Después de que el iniciado ha sido partícipe de la revelación, pide “señales”, pues se nos ha dicho que el ser es, pero no cómo es. Sus atributos habrán de deducirse lógicamente de la tautología inicial: es uno (no hay pluralidad, pues entre un ser y otro habría no-ser, lo cual es tan ilusorio como imposible), es eterno (inengendrado e imperecedero), es continuo e indivisible (contra lo que nos indican nuestros sentidos), es homogéneo (carece de grados. No hay más ser aquí que allí), es inmóvil (pues no existe el vacío y no lugar al que moverse), y curiosamente es finito y limitado (pues el ser es per-fecto, es decir, acabado). Y frente al ser, del no-ser solo se puede decir que no es (una nueva tautología). De hecho, la única manera de llegar a la vía del no-ser, que es una vía impracticable, es dialécticamente, es decir, negándola.

Un ejemplo muy interesante de la forma de entender la realidad según Parménides la encomtramos en la película en “The Matrix” (Warner Bros 1999), en la que los hermanos Larry y Andy Wachowski recrean el famoso poema del autor griego con una fidelidad increíble: llegados a la puerta, nos recibe una Diosa (en este caso un hombre, Morfeo) que nos interroga por los motivos de nuestra búsqueda (no hemos venido aquí traídos por el destino, sino porque nosotros lo hemos querido), nos muestra los dos caminos de conocimiento posibles (la “vía de la opinión“, de la creencia, frente a la “vía de la verdad“, del saber, del verdadero conocimiento) y nos invita a tomar una decisión.
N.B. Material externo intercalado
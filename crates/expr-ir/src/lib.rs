// Copyright (c) 2025 Dimitris Kafetzis
//
// Licensed under the MIT License.
// See LICENSE file in the project root for full license information.
//
// SPDX-License-Identifier: MIT

//! # expr-ir
//!
//! A small intermediate representation for element-wise arithmetic
//! expressions over batched tensors.
//!
//! - [`ExprNode`]: a tagged variant over constants, input tensors and
//!   function nodes. Function nodes own their children, so a tree can
//!   never share nodes or contain a cycle.
//! - [`ExprTree`]: a root node with a **type-state** (`Parsed` → `Validated`)
//!   that gates which trees may be planned.
//! - [`Workspace`]: the binding context (input dtypes, shapes and layouts,
//!   stream handle) a tree is evaluated against.
//! - [`propagate`]: post-order inference of result type, layout and shape.
//! - [`ArithmeticOp`]: the operator set and its type-promotion rules.
//!
//! # Example
//! ```
//! use expr_ir::{propagate, ExprNode, ExprTree, InputBinding, Workspace};
//! use tensor_meta::{DType, Shape, ShapeList};
//!
//! let mut tree = ExprTree::new(ExprNode::func(
//!     "add",
//!     vec![ExprNode::tensor(0), ExprNode::tensor(1)],
//! ))
//! .validate()
//! .unwrap();
//!
//! let ws = Workspace::new(1)
//!     .with_input(InputBinding::new(DType::U8, ShapeList::uniform(1, Shape::new(vec![10, 20])), "HW"))
//!     .with_input(InputBinding::new(DType::I8, ShapeList::uniform(1, Shape::vector(1)), ""));
//!
//! assert_eq!(propagate::propagate_types(tree.root_mut(), &ws).unwrap(), DType::I16);
//! let shape = propagate::propagate_shapes(tree.root_mut(), &ws).unwrap();
//! assert_eq!(shape.sample(0).unwrap().dims(), &[10, 20]);
//! ```

mod error;
mod node;
pub mod op;
pub mod propagate;
pub mod tree;
mod workspace;

pub use error::ExprError;
pub use node::{ConstantValue, ExprConstant, ExprFunc, ExprNode, ExprTensor, Inferred, NodeKind};
pub use op::{type_promotion, ArithmeticOp};
pub use tree::{ExprTree, NodeId};
pub use workspace::{InputBinding, StreamHandle, Workspace};
// Copyright (c) 2025 Dimitris Kafetzis
//
// Licensed under the MIT License.
// See LICENSE file in the project root for full license information.
//
// SPDX-License-Identifier: MIT

//! Error types for tensor metadata.

/// Errors that can occur when parsing or combining tensor metadata.
#[derive(Debug, thiserror::Error)]
pub enum MetaError {
    /// The given name does not denote a supported element type.
    #[error("unknown dtype '{0}'; expected one of u8, u16, u32, u64, i8, i16, i32, i64, f16, bf16, f32, f64")]
    UnknownDType(String),

    /// A shape literal could not be parsed.
    #[error("invalid shape literal '{literal}': {detail}")]
    InvalidShape { literal: String, detail: String },

    /// A sample's element count, or the batch total, does not fit in `usize`.
    #[error("element count of sample {sample} with shape {shape} overflows")]
    ElementCountOverflow { shape: String, sample: usize },
}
No es la única escena significativa de la película, como podemos ver en la secuencia del constructor, cuando Neo descubre el engaño y se pregunta: “¿qué es real?” De nuevo Parménides (anticipando el pensamiento de Platón) afirma: “es lo mismo pensar que ser“, lo real es lo que puedo pensar (“noein”, no tanto pensar como “ver”, “percatarse de algo”), lo que mi cerebro “ve“, “interpreta“, porque lo “conoce“, lo “construye“.